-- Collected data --
-------

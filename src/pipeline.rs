//! Pipeline for Glimt.
//!
//! Coordinates moment selection and the per-moment screenshot work.

use crate::config::{Prompts, Settings};
use crate::error::Result;
use crate::moments::{KeyMoment, KeyMomentSelector, MomentSuggester, OpenAISuggester, SequenceInfo};
use crate::openai::is_api_key_configured;
use crate::store::TranscriptStore;
use crate::transcript::{validate_id, Transcript};
use crate::video::{
    ChangeDetectionConfig, ExtractOptions, FfmpegSource, FrameSampler,
    FrameSource, ScreenshotWriter, VisualChangeDetector,
};
use chrono::{DateTime, Utc};
use serde::Serialize;
use std::path::{Path, PathBuf};
use std::sync::Arc;
use std::time::Duration;
use tracing::{debug, info, instrument, warn};

/// Selects key moments and captures their screenshots.
pub struct Pipeline {
    settings: Settings,
    selector: KeyMomentSelector,
    source: Arc<dyn FrameSource>,
    store: Option<Arc<dyn TranscriptStore>>,
}

impl Pipeline {
    /// Create a pipeline from settings, using ffmpeg for video access.
    ///
    /// The LLM suggester is attached only when it is enabled and an API key
    /// is configured.
    pub fn new(settings: Settings) -> Result<Self> {
        let mut selector = KeyMomentSelector::new(settings.selection.clone())
            .with_max_transcript_chars(settings.llm.max_transcript_chars);

        if settings.selection.use_llm {
            if is_api_key_configured() {
                let prompts = Prompts::load(
                    settings.prompts.custom_dir.as_deref(),
                    Some(&settings.prompts.variables),
                )?;
                let suggester: Arc<dyn MomentSuggester> =
                    Arc::new(OpenAISuggester::new(&settings.llm)?.with_prompts(prompts));
                selector = selector
                    .with_suggester(suggester, Duration::from_secs(settings.llm.timeout_seconds));
                info!("LLM suggestions enabled ({})", settings.llm.model);
            } else {
                warn!("OPENAI_API_KEY not set, selecting moments without LLM suggestions");
            }
        }

        let source: Arc<dyn FrameSource> = Arc::new(FfmpegSource::from_settings(&settings.video));
        Ok(Self::with_components(settings, selector, source))
    }

    /// Create a pipeline with custom components.
    pub fn with_components(
        settings: Settings,
        selector: KeyMomentSelector,
        source: Arc<dyn FrameSource>,
    ) -> Self {
        Self {
            settings,
            selector,
            source,
            store: None,
        }
    }

    /// Persist moments to `store` after processing.
    pub fn with_store(mut self, store: Arc<dyn TranscriptStore>) -> Self {
        self.store = Some(store);
        self
    }

    pub fn settings(&self) -> &Settings {
        &self.settings
    }

    /// Duration of the video, or `None` if it cannot be probed.
    pub async fn video_duration(&self, video: &Path) -> Option<f64> {
        let source = self.source.clone();
        let path = video.to_path_buf();
        match tokio::task::spawn_blocking(move || source.probe(&path)).await {
            Ok(Ok(info)) if info.duration > 0.0 => Some(info.duration),
            Ok(Ok(_)) => None,
            Ok(Err(e)) => {
                warn!("Could not probe {}: {}", video.display(), e);
                None
            }
            Err(e) => {
                warn!("Probe task failed: {}", e);
                None
            }
        }
    }

    /// Select moments without touching the video frames.
    ///
    /// `video_duration` is only used when the transcript has no segments.
    pub async fn select_moments(&self, transcript: &Transcript, video_duration: Option<f64>) -> Vec<KeyMoment> {
        self.selector.select(transcript, video_duration).await
    }

    /// Select moments and capture screenshots into
    /// `<screenshot_root>/<transcript id>/`.
    ///
    /// Frame failures are isolated to their moment: such a moment is still
    /// returned, just without screenshots.
    #[instrument(skip(self, transcript), fields(transcript_id = %transcript.id))]
    pub async fn process(
        &self,
        transcript: &Transcript,
        video: &Path,
        screenshot_root: &Path,
    ) -> Result<ProcessResult> {
        validate_id(&transcript.id)?;
        let video_duration = if transcript.has_segments() {
            None
        } else {
            self.video_duration(video).await
        };
        let mut moments = self.select_moments(transcript, video_duration).await;
        let screenshot_dir = screenshot_root.join(&transcript.id);

        let capturer = Arc::new(MomentCapturer {
            source: self.source.clone(),
            writer: ScreenshotWriter::from_settings(&screenshot_dir, &self.settings.screenshots)?,
            options: ExtractOptions::from_settings(&self.settings.video, &self.settings.enhancement),
            changes: self
                .settings
                .video
                .detect_sequences
                .then(|| ChangeDetectionConfig::from(&self.settings.video)),
            video: video.to_path_buf(),
            transcript_id: transcript.id.clone(),
        });

        let mut screenshots_saved = 0;
        for (index, moment) in moments.iter_mut().enumerate() {
            let capturer = capturer.clone();
            let timestamp = moment.timestamp;
            let capture = match tokio::task::spawn_blocking(move || capturer.capture(index, timestamp)).await {
                Ok(capture) => capture,
                Err(e) => {
                    warn!("Screenshot task for moment {} failed: {}", index, e);
                    continue;
                }
            };
            screenshots_saved += capture.saved;
            moment.screenshot_path = capture.screenshot_path;
            moment.sequence = capture.sequence;
        }

        info!(
            "Processed {} moments, saved {} screenshots to {}",
            moments.len(),
            screenshots_saved,
            screenshot_dir.display()
        );

        let stored = match &self.store {
            Some(store) => match store.attach_key_moments(&transcript.id, &moments).await {
                Ok(()) => true,
                Err(e) => {
                    warn!("Failed to store key moments for {}: {}", transcript.id, e);
                    false
                }
            },
            None => false,
        };

        Ok(ProcessResult {
            transcript_id: transcript.id.clone(),
            key_moments: moments,
            screenshot_dir,
            screenshots_saved,
            stored,
            processed_at: Utc::now(),
        })
    }
}

/// Result of processing a transcript.
#[derive(Debug, Clone, Serialize)]
pub struct ProcessResult {
    pub transcript_id: String,
    pub key_moments: Vec<KeyMoment>,
    pub screenshot_dir: PathBuf,
    /// Files written, sequence frames included.
    pub screenshots_saved: usize,
    /// Whether the moments were attached to the transcript store.
    pub stored: bool,
    pub processed_at: DateTime<Utc>,
}

impl ProcessResult {
    pub fn moments_with_screenshots(&self) -> usize {
        self.key_moments
            .iter()
            .filter(|m| m.screenshot_path.is_some())
            .count()
    }
}

/// Synchronous screenshot work for one moment.
struct MomentCapturer {
    source: Arc<dyn FrameSource>,
    writer: ScreenshotWriter,
    options: ExtractOptions,
    changes: Option<ChangeDetectionConfig>,
    video: PathBuf,
    transcript_id: String,
}

#[derive(Debug, Default)]
struct Capture {
    screenshot_path: Option<String>,
    sequence: Option<SequenceInfo>,
    saved: usize,
}

impl MomentCapturer {
    fn capture(&self, index: usize, timestamp: f64) -> Capture {
        let sampler = FrameSampler::new(self.source.clone());
        let mut capture = Capture::default();

        match sampler.extract_frame(&self.video, timestamp, &self.options) {
            Ok(frame) => {
                let result = self
                    .writer
                    .save_moment(&frame.image, &self.transcript_id, index, None, timestamp);
                if result.success {
                    capture.saved += 1;
                    capture.screenshot_path = result.web_path;
                }
            }
            Err(e) => {
                warn!("No screenshot for moment {} at {:.1}s: {}", index, timestamp, e);
                return capture;
            }
        }

        let Some(config) = &self.changes else {
            return capture;
        };
        let timestamps = VisualChangeDetector::new(self.source.clone(), config.clone())
            .detect(&self.video, timestamp);
        if timestamps.len() < 2 {
            return capture;
        }

        let mut sequence = Vec::with_capacity(timestamps.len());
        for (seq, t) in timestamps.into_iter().enumerate() {
            let frame = match sampler.extract_frame(&self.video, t, &self.options) {
                Ok(frame) => frame,
                Err(e) => {
                    debug!("Skipping sequence frame at {:.1}s: {}", t, e);
                    continue;
                }
            };
            let result = self
                .writer
                .save_moment(&frame.image, &self.transcript_id, index, Some(seq), t);
            if let Some(path) = result.web_path {
                capture.saved += 1;
                sequence.push(path);
            }
        }

        if !sequence.is_empty() {
            capture.sequence = Some(SequenceInfo::new(sequence));
        }
        capture
    }
}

-------

Return each full line of the entries that contains the word "instrument".

use tracing::{debug, info, instrument, warn};
    #[instrument(skip(self, transcript), fields(transcript_id = %transcript.id))]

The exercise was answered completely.